_Work instructions_.
Please report every line in the entries that contains the string "DateTime".

Data entries
☆ ☆ ☆ ☆
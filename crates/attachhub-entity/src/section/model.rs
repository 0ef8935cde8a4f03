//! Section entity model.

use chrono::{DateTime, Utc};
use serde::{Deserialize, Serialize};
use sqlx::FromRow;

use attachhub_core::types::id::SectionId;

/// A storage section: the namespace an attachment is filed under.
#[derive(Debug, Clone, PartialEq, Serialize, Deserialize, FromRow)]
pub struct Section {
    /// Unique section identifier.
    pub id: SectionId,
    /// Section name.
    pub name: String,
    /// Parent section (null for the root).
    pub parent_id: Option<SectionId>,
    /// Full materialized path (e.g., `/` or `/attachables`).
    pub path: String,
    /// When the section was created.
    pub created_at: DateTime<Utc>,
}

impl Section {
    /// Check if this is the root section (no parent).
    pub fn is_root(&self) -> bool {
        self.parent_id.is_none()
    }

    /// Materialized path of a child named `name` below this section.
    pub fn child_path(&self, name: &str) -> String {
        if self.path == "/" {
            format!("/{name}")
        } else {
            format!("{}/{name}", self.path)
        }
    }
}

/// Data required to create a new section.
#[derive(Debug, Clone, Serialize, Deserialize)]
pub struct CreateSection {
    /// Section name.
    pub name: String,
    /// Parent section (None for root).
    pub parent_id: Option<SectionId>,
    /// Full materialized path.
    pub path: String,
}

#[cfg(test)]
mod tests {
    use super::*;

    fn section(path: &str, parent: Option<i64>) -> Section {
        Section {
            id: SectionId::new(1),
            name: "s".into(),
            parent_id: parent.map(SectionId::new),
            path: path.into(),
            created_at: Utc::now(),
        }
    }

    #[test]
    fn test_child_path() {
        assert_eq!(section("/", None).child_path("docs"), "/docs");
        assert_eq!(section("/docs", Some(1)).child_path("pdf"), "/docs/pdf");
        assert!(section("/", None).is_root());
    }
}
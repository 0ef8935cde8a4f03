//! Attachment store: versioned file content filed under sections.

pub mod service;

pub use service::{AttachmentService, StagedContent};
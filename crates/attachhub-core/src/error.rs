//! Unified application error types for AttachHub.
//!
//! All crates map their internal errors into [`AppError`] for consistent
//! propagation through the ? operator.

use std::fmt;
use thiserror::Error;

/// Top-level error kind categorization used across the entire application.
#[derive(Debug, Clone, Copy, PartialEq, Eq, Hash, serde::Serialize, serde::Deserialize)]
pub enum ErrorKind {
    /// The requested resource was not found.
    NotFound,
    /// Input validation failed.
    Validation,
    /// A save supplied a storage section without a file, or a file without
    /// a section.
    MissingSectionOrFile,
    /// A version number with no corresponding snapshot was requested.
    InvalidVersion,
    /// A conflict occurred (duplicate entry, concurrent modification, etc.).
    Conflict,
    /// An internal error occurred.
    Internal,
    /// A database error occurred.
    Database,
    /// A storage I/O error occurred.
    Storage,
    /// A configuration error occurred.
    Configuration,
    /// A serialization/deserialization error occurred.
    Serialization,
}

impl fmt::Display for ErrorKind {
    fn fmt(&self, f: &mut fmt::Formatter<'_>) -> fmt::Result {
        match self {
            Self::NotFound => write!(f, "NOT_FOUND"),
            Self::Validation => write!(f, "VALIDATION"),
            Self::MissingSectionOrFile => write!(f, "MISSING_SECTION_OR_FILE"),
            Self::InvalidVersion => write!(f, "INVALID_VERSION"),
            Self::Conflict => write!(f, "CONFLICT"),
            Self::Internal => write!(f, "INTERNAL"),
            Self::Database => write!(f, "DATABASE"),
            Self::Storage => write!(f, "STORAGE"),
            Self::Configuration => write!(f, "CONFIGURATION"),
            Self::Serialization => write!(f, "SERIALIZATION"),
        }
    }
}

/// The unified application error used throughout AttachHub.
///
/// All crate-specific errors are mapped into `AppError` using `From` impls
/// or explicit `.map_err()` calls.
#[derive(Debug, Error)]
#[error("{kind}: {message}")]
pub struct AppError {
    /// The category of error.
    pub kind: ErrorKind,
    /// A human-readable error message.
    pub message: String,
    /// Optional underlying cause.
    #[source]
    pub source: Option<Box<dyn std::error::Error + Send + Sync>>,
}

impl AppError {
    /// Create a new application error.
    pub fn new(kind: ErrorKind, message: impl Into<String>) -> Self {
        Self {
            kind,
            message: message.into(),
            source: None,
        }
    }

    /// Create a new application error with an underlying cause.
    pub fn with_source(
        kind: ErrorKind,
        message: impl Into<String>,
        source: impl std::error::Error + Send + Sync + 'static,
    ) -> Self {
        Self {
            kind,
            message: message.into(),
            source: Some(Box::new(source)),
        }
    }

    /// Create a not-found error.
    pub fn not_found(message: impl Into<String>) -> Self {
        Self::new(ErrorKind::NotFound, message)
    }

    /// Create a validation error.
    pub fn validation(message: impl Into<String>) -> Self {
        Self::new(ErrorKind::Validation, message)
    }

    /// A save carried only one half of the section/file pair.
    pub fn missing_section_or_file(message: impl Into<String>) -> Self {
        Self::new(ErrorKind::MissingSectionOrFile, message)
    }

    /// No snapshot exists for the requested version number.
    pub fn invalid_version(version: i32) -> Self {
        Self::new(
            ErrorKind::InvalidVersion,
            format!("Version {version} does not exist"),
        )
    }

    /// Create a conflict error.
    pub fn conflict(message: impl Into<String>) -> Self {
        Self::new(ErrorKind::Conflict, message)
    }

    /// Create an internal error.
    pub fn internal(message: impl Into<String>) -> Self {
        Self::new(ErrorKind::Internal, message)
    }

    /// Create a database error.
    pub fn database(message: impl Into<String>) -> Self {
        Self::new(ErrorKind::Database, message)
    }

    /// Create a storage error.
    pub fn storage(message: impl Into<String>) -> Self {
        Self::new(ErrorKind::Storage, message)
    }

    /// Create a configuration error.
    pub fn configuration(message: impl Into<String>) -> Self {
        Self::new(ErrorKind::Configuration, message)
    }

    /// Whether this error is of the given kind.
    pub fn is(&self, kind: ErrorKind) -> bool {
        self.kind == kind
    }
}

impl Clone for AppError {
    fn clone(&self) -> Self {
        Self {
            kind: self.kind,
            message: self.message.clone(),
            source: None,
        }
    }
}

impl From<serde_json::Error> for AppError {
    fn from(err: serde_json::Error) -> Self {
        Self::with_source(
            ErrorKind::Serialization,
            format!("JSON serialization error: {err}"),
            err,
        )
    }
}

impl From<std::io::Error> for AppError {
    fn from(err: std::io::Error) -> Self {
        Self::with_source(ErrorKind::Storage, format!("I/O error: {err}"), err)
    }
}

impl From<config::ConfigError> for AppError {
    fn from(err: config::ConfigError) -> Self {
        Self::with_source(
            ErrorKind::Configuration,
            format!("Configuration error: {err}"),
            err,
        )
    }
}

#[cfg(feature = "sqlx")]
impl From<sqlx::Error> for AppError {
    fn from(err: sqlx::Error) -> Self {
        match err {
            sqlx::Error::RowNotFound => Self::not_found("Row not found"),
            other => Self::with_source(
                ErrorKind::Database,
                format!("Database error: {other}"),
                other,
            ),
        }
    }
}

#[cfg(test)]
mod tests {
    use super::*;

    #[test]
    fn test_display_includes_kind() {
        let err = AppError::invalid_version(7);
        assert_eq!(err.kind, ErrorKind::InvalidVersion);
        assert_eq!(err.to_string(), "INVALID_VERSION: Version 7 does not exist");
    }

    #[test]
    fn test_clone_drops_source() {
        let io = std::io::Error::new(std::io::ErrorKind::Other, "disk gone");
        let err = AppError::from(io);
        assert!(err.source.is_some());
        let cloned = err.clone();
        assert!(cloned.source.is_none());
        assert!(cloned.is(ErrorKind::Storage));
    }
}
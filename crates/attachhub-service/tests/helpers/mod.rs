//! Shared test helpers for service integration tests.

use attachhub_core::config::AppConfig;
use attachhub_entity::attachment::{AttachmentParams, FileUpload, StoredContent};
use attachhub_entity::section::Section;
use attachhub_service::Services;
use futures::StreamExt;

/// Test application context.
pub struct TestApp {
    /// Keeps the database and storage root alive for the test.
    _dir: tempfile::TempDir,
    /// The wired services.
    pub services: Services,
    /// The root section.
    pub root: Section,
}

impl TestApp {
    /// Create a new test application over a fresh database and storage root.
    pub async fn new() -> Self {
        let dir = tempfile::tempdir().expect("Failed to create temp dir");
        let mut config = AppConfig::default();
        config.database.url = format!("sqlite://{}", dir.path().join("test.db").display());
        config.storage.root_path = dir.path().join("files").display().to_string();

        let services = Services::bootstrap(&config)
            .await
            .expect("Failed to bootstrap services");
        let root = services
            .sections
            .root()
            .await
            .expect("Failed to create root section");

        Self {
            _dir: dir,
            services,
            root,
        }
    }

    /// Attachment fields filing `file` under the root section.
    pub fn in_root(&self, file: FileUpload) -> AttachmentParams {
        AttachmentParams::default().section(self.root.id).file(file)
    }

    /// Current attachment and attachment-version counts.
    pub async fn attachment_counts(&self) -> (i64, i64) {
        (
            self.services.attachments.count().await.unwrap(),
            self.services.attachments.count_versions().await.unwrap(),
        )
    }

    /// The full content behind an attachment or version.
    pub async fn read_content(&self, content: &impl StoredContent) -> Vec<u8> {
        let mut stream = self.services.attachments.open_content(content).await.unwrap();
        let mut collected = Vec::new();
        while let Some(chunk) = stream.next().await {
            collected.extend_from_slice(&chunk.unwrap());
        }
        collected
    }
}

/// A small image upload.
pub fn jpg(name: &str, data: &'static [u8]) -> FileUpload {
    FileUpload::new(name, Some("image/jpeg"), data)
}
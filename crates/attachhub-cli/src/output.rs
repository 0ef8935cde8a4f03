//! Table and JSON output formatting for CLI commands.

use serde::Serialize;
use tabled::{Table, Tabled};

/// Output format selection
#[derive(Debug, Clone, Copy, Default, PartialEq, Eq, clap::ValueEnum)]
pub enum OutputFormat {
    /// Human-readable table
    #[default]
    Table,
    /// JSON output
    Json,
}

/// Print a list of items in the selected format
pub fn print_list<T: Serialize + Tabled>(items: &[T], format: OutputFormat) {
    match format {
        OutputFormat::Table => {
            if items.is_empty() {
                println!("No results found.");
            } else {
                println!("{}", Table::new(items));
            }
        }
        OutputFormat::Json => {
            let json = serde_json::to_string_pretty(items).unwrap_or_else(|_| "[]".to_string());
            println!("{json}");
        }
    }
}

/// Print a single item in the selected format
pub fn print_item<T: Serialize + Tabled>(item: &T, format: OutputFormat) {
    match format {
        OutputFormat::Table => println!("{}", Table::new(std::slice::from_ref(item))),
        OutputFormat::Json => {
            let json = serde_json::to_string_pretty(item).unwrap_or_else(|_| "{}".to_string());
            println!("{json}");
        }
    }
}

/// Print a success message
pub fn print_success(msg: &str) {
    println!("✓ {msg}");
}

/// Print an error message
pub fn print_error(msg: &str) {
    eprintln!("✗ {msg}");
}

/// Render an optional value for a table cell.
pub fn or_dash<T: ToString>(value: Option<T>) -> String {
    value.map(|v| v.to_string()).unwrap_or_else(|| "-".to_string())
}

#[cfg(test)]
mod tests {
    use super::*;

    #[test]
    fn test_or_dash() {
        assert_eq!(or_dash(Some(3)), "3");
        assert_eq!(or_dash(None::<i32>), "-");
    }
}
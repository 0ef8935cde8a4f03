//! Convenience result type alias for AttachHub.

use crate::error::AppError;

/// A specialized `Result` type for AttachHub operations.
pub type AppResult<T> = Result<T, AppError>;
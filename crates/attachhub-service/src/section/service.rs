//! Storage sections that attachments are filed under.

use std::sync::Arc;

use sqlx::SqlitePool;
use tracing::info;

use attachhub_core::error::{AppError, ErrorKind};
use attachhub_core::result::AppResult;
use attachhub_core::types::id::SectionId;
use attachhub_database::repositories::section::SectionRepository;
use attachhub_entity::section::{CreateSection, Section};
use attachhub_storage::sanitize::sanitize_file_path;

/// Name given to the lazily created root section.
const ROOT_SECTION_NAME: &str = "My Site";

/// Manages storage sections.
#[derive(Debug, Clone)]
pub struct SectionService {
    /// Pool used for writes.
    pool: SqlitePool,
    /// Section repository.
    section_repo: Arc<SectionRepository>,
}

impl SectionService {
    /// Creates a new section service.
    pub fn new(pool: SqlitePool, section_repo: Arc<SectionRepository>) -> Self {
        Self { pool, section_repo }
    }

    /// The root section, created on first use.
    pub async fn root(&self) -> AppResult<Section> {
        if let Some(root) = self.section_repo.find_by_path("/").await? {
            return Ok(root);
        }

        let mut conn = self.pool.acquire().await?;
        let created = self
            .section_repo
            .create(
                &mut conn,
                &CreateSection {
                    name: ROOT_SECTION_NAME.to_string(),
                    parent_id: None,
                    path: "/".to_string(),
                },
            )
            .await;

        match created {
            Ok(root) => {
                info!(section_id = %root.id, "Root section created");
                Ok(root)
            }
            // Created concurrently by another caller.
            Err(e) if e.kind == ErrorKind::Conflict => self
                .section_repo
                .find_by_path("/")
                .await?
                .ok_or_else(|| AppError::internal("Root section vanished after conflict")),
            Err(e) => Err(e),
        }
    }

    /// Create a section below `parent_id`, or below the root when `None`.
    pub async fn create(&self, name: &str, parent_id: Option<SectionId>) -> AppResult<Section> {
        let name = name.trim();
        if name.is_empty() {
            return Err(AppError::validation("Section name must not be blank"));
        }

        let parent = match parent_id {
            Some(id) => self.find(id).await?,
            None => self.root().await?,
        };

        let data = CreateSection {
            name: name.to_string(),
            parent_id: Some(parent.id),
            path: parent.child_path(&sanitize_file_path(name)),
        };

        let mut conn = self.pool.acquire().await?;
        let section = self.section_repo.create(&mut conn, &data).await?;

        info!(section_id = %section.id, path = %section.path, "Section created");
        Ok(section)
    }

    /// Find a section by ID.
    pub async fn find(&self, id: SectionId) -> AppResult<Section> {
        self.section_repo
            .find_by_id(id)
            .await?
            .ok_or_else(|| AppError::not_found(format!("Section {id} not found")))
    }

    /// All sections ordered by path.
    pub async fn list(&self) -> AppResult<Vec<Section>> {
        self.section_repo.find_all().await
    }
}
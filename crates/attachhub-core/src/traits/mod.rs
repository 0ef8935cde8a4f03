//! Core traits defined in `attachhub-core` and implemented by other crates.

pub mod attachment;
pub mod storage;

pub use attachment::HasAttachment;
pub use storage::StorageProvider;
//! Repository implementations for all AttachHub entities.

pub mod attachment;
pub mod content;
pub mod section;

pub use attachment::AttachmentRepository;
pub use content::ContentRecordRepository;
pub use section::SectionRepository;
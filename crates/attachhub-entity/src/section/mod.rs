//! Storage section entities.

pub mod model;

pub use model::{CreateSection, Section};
☆ ☆ ☆ ☆
_Result below_.
use chrono::{DateTime, Utc};
    pub created_at: DateTime<Utc>,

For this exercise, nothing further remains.